Information shown:
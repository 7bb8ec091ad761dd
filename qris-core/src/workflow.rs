//! Request/response state machine around the single QRIS API call.
//!
//! `Idle -> Validating -> InFlight -> (Succeeded | Failed)`. A new submit
//! from `Succeeded` or `Failed` re-enters `Validating` and clears the prior
//! result; a submit while `InFlight` is refused.
//!
//! The machine is split into [`Workflow::begin`] and [`Workflow::complete`]
//! so callers can drive the network call themselves; [`Workflow::submit`]
//! does both around one [`QrisGateway`] call.

use rust_decimal::Decimal;
use serde::{Deserialize, Serialize};

use crate::client::QrisGateway;
use crate::error::{GenerationError, WorkflowError};
use crate::output::format_rupiah;
use crate::response::QrisSuccess;
use crate::types::{TransactionInput, TransactionRecord};
use crate::validation::validate_submission;

const ABANDONED_MESSAGE: &str = "request abandoned before a response arrived";

#[derive(Debug, Clone, Copy, Default, PartialEq, Eq, Serialize, Deserialize)]
#[serde(rename_all = "snake_case")]
pub enum RequestState {
    #[default]
    Idle,
    Validating,
    InFlight,
    Succeeded,
    Failed,
}

impl RequestState {
    pub fn as_str(&self) -> &'static str {
        match self {
            RequestState::Idle => "idle",
            RequestState::Validating => "validating",
            RequestState::InFlight => "in_flight",
            RequestState::Succeeded => "succeeded",
            RequestState::Failed => "failed",
        }
    }
}

/// Outcome of the last completed submission.
#[derive(Debug, Clone, PartialEq, Eq, Serialize, Deserialize)]
#[serde(tag = "outcome", rename_all = "snake_case")]
pub enum GenerationResult {
    Success {
        image_url: String,
        encoded_payload: String,
        nominal: String,
        message: String,
    },
    Failure {
        kind: String,
        message: String,
    },
}

impl GenerationResult {
    fn success(success: QrisSuccess, total: u64) -> Self {
        GenerationResult::Success {
            image_url: success.link_qris,
            encoded_payload: success.converted_qris,
            nominal: success.nominal,
            message: format!(
                "QRIS generated for a total payment of {}.",
                format_rupiah(Decimal::from(total))
            ),
        }
    }

    fn failure(err: &GenerationError) -> Self {
        GenerationResult::Failure {
            kind: err.kind().to_string(),
            message: err.to_string(),
        }
    }

    pub fn is_success(&self) -> bool {
        matches!(self, GenerationResult::Success { .. })
    }

    pub fn message(&self) -> &str {
        match self {
            GenerationResult::Success { message, .. } | GenerationResult::Failure { message, .. } => {
                message
            }
        }
    }
}

/// A validated submission waiting for its network call.
#[derive(Debug, Clone, Copy, PartialEq, Eq)]
pub struct PendingGeneration {
    pub nominal: u64,
    pub record: TransactionRecord,
}

#[derive(Debug, Default)]
pub struct Workflow {
    state: RequestState,
    result: Option<GenerationResult>,
    record: Option<TransactionRecord>,
}

impl Workflow {
    pub fn new() -> Self {
        Self::default()
    }

    pub fn state(&self) -> RequestState {
        self.state
    }

    pub fn result(&self) -> Option<&GenerationResult> {
        self.result.as_ref()
    }

    /// Breakdown snapshotted at the last accepted submit.
    pub fn record(&self) -> Option<&TransactionRecord> {
        self.record.as_ref()
    }

    pub fn is_busy(&self) -> bool {
        self.state == RequestState::InFlight
    }

    fn transition(&mut self, next: RequestState) {
        tracing::debug!(from = self.state.as_str(), to = next.as_str(), "workflow transition");
        self.state = next;
    }

    /// Validate the current entry and, if it passes, move to `InFlight`.
    ///
    /// On a validation failure the workflow is left in `Failed` with a
    /// failure result already stored.
    pub fn begin(&mut self, input: &TransactionInput) -> Result<PendingGeneration, WorkflowError> {
        if self.is_busy() {
            tracing::warn!("submit ignored: a request is already in flight");
            return Err(WorkflowError::Busy);
        }

        self.transition(RequestState::Validating);
        self.result = None;
        self.record = None;

        let breakdown = input.breakdown();
        let nominal = match validate_submission(input, &breakdown) {
            Ok(nominal) => nominal,
            Err(err) => {
                tracing::info!(code = err.code(), "submission rejected by validation");
                self.result = Some(GenerationResult::failure(&GenerationError::Validation(
                    err.clone(),
                )));
                self.transition(RequestState::Failed);
                return Err(WorkflowError::Rejected(err));
            }
        };

        let record = TransactionRecord {
            original_amount: breakdown.original_amount,
            fee: breakdown.fee,
            total: nominal,
        };
        self.record = Some(record);
        self.transition(RequestState::InFlight);

        Ok(PendingGeneration { nominal, record })
    }

    /// Store the gateway outcome for the in-flight request.
    ///
    /// Refused with [`WorkflowError::NotInFlight`] unless a [`Workflow::begin`]
    /// is pending; the state and any stored result are left untouched.
    pub fn complete(
        &mut self,
        outcome: Result<QrisSuccess, GenerationError>,
    ) -> Result<&GenerationResult, WorkflowError> {
        if !self.is_busy() {
            tracing::warn!(state = self.state.as_str(), "outcome ignored: no request in flight");
            return Err(WorkflowError::NotInFlight);
        }
        let total = self.record.map(|record| record.total).unwrap_or_default();
        let (next, result) = match outcome {
            Ok(success) => (RequestState::Succeeded, GenerationResult::success(success, total)),
            Err(err) => (RequestState::Failed, GenerationResult::failure(&err)),
        };
        self.transition(next);
        Ok(self.result.insert(result))
    }

    /// Give up on the in-flight request without an outcome.
    ///
    /// The workflow moves to `Failed` so the next submit is accepted. Does
    /// nothing unless a request is in flight.
    pub fn abandon(&mut self) {
        if !self.is_busy() {
            return;
        }
        tracing::warn!("in-flight request abandoned");
        let err = GenerationError::Unknown(ABANDONED_MESSAGE.to_string());
        self.result = Some(GenerationResult::failure(&err));
        self.transition(RequestState::Failed);
    }

    /// Validate, call the gateway exactly once, and record the outcome.
    ///
    /// Only [`WorkflowError::Busy`] is returned as an error; validation and
    /// remote failures end up as a [`GenerationResult::Failure`].
    ///
    /// Dropping the returned future while the gateway call is pending (a
    /// caller-side timeout, for instance) leaves the workflow `InFlight`, and
    /// later submits get `Busy` until [`Workflow::abandon`] is called.
    pub async fn submit<G>(
        &mut self,
        input: &TransactionInput,
        gateway: &G,
    ) -> Result<&GenerationResult, WorkflowError>
    where
        G: QrisGateway + ?Sized,
    {
        let pending = match self.begin(input) {
            Ok(pending) => pending,
            Err(WorkflowError::Rejected(err)) => {
                let failure = GenerationResult::failure(&GenerationError::Validation(err));
                return Ok(self.result.insert(failure));
            }
            Err(err) => return Err(err),
        };

        let outcome = gateway.request_qris(pending.nominal).await;
        self.complete(outcome)
    }
}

Work request:
Retype exactly the lines of the data above that fall between the line with "pub fn is_busy(&self)" and the line with "self.state = next;", inclusive, and add nothing.

Completed exercise:
    pub fn is_busy(&self) -> bool {
        self.state == RequestState::InFlight
    }

    fn transition(&mut self, next: RequestState) {
        tracing::debug!(from = self.state.as_str(), to = next.as_str(), "workflow transition");
        self.state = next;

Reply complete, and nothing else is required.